Common Cold vs. the Flu: how can you tell the difference?

March 09, 2017
This is the time of the year when respiratory illnesses drag us down, causing endless coughing fits and sore throats. Seems like everyone – at work, the grocery store, and in school – is sick.

It can be hard to tell if you have a cold or something more serious like the flu. They share some of the same symptoms and both are caused by viruses. You most likely have a cold if you have a sore throat, stuffy nose, sneezing, and a hacking cough. You could also have fever, feel weaker than usual, and have a few aches and pains.

Your best bet is to get plenty of rest, drink lots of liquids, and treat your symptoms with acetaminophen (Tylenol) or ibuprofen (Advil, Motrin) and over-the-counter cough or cold medicines. You should feel better
in three or four days. If you don’t, then call your doctor.
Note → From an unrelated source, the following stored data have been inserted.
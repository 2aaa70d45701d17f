mod registry;
mod selectors;

pub use registry::{ModelRegistry, ModelSpec};
pub use selectors::{ModelSelection, ModelSelector, NoModelAvailable};

/// The job a model is picked for.
#[derive(Debug, Clone, Copy, PartialEq, Eq, Hash)]
pub enum Capability {
    Text,
    Image,
    Audio,
    Embedding,
}

impl Capability {
    pub fn label(self) -> &'static str {
        match self {
            Capability::Text => "text",
            Capability::Image => "image",
            Capability::Audio => "audio",
            Capability::Embedding => "embedding",
        }
    }
}

impl std::fmt::Display for Capability {
    fn fmt(&self, f: &mut std::fmt::Formatter<'_>) -> std::fmt::Result {
        f.write_str(self.label())
    }
}
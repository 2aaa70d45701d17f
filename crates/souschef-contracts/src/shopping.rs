use std::path::Path;

use anyhow::Context;
use indexmap::IndexSet;

/// De-duplicated shopping list, first occurrence wins.
#[derive(Debug, Clone, PartialEq, Eq, Default)]
pub struct ShoppingList {
    items: IndexSet<String>,
}

impl ShoppingList {
    pub fn from_items<I, S>(items: I) -> Self
    where
        I: IntoIterator<Item = S>,
        S: Into<String>,
    {
        Self {
            items: items.into_iter().map(Into::into).collect(),
        }
    }

    pub fn items(&self) -> Vec<&str> {
        self.items.iter().map(String::as_str).collect()
    }

    pub fn len(&self) -> usize {
        self.items.len()
    }

    pub fn is_empty(&self) -> bool {
        self.items.is_empty()
    }

    /// Body of the downloadable list: one item per line.
    pub fn download_content(&self) -> String {
        self.items
            .iter()
            .map(String::as_str)
            .collect::<Vec<&str>>()
            .join("\n")
    }

    pub fn write_to(&self, path: &Path) -> anyhow::Result<()> {
        if let Some(parent) = path.parent().filter(|parent| !parent.as_os_str().is_empty()) {
            std::fs::create_dir_all(parent)?;
        }
        std::fs::write(path, self.download_content())
            .with_context(|| format!("failed to write shopping list {}", path.display()))
    }
}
The flu can be a much more serious illness. If you have fever, headache, achy joints or muscles, extreme weakness and fatigue, and a severe cough, it’s probably the flu.

It’s important to know the difference, because effective anti-viral drugs are available for the flu virus, but not for cold viruses. The flu can make you miserable for as long as two weeks, but anti-viral drugs taken within 48 hours after symptoms appear can help reduce both the duration and severity of your illness.

Some people who get the flu also have a high risk for developing severe complications like pneumonia. These include young children, adults 65 years and older, pregnant women, and people with certain chronic medical conditions.

If you think you have the flu, see your doctor or healthcare professional as soon as possible. By knowing the difference between a cold and the flu, you can get appropriate treatment and be back on your feet in no time.